------ DATASET EXTRACT

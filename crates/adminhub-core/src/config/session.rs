//! Session store access configuration.

use std::time::Duration;

use serde::{Deserialize, Serialize};

use crate::error::AppError;

/// Session store access configuration.
#[derive(Debug, Clone, Serialize, Deserialize)]
pub struct SessionConfig {
    /// Deadline for each individual store round-trip, in milliseconds.
    #[serde(default = "default_store_timeout")]
    pub store_timeout_ms: u64,
}

impl Default for SessionConfig {
    fn default() -> Self {
        Self {
            store_timeout_ms: default_store_timeout(),
        }
    }
}

impl SessionConfig {
    /// Per-call store deadline.
    pub fn store_timeout(&self) -> Duration {
        Duration::from_millis(self.store_timeout_ms)
    }

    /// Rejects a zero deadline.
    pub fn validate(&self) -> Result<(), AppError> {
        if self.store_timeout_ms == 0 {
            return Err(AppError::configuration(
                "session.store_timeout_ms must be greater than zero",
            ));
        }
        Ok(())
    }
}

fn default_store_timeout() -> u64 {
    2000
}
//! Claims embedded in every access and refresh token.

use std::time::Duration;

use chrono::{DateTime, Utc};
use serde::{Deserialize, Serialize};

/// Token claims payload.
///
/// There is deliberately no token-type claim.
#[derive(Debug, Clone, PartialEq, Eq, Serialize, Deserialize)]
pub struct TokenClaims {
    /// Opaque store lookup key; not the user id.
    #[serde(rename = "tid")]
    pub token_id: String,
    /// Principal (login) name.
    #[serde(rename = "sub")]
    pub principal_name: String,
    /// Issued-at timestamp (seconds since epoch).
    pub iat: i64,
    /// Expiration timestamp (seconds since epoch).
    pub exp: i64,
}

impl TokenClaims {
    /// Returns the expiration as a `DateTime<Utc>`.
    pub fn expires_at(&self) -> DateTime<Utc> {
        DateTime::from_timestamp(self.exp, 0).unwrap_or_else(Utc::now)
    }

    /// Time left until `exp`, at millisecond resolution (zero if expired).
    ///
    /// A store entry given this TTL never outlives the token.
    pub fn remaining_ttl(&self) -> Duration {
        let remaining_ms = self.exp * 1000 - Utc::now().timestamp_millis();
        Duration::from_millis(remaining_ms.max(0) as u64)
    }

    /// Returns the remaining TTL in seconds (0 if expired).
    pub fn remaining_ttl_seconds(&self) -> u64 {
        let remaining = self.exp - Utc::now().timestamp();
        if remaining > 0 { remaining as u64 } else { 0 }
    }
}
//! Route definitions for the AdminHub HTTP API.
//!
//! All routes are mounted under `/api`. The router receives `AppState` and
//! passes it to all handlers via Axum's `State` extractor.

use axum::{
    Router, middleware as axum_middleware,
    routing::{delete, get, post},
};
use tower_http::trace::TraceLayer;

use crate::handlers;
use crate::middleware;
use crate::state::AppState;

/// Build the complete Axum router with all routes and middleware.
pub fn build_router(state: AppState) -> Router {
    let api_routes = Router::new()
        .merge(auth_routes())
        .merge(monitor_routes())
        .merge(health_routes());

    let cors = middleware::cors::build_cors_layer(&state.config.server);

    Router::new()
        .nest("/api", api_routes)
        .layer(axum_middleware::from_fn(
            middleware::logging::request_logging,
        ))
        .layer(TraceLayer::new_for_http())
        .layer(cors)
        .with_state(state)
}

/// Auth endpoints: login, logout, refresh, me
fn auth_routes() -> Router<AppState> {
    Router::new()
        .route("/auth/login", post(handlers::auth::login))
        .route("/auth/refresh", post(handlers::auth::refresh))
        .route("/auth/logout", post(handlers::auth::logout))
        .route("/auth/me", get(handlers::auth::me))
}

/// Online-session monitor (admin only)
fn monitor_routes() -> Router<AppState> {
    Router::new()
        .route("/monitor/online", get(handlers::monitor::list_online))
        .route(
            "/monitor/online/{token_id}",
            delete(handlers::monitor::force_logout),
        )
}

/// Health check endpoints (no auth required)
fn health_routes() -> Router<AppState> {
    Router::new().route("/health", get(handlers::health::health))
}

------------

Scan the records above. Return every line with "epoch" in it.

| EXERCISE SOLUTION |
    /// Issued-at timestamp (seconds since epoch).
    /// Expiration timestamp (seconds since epoch).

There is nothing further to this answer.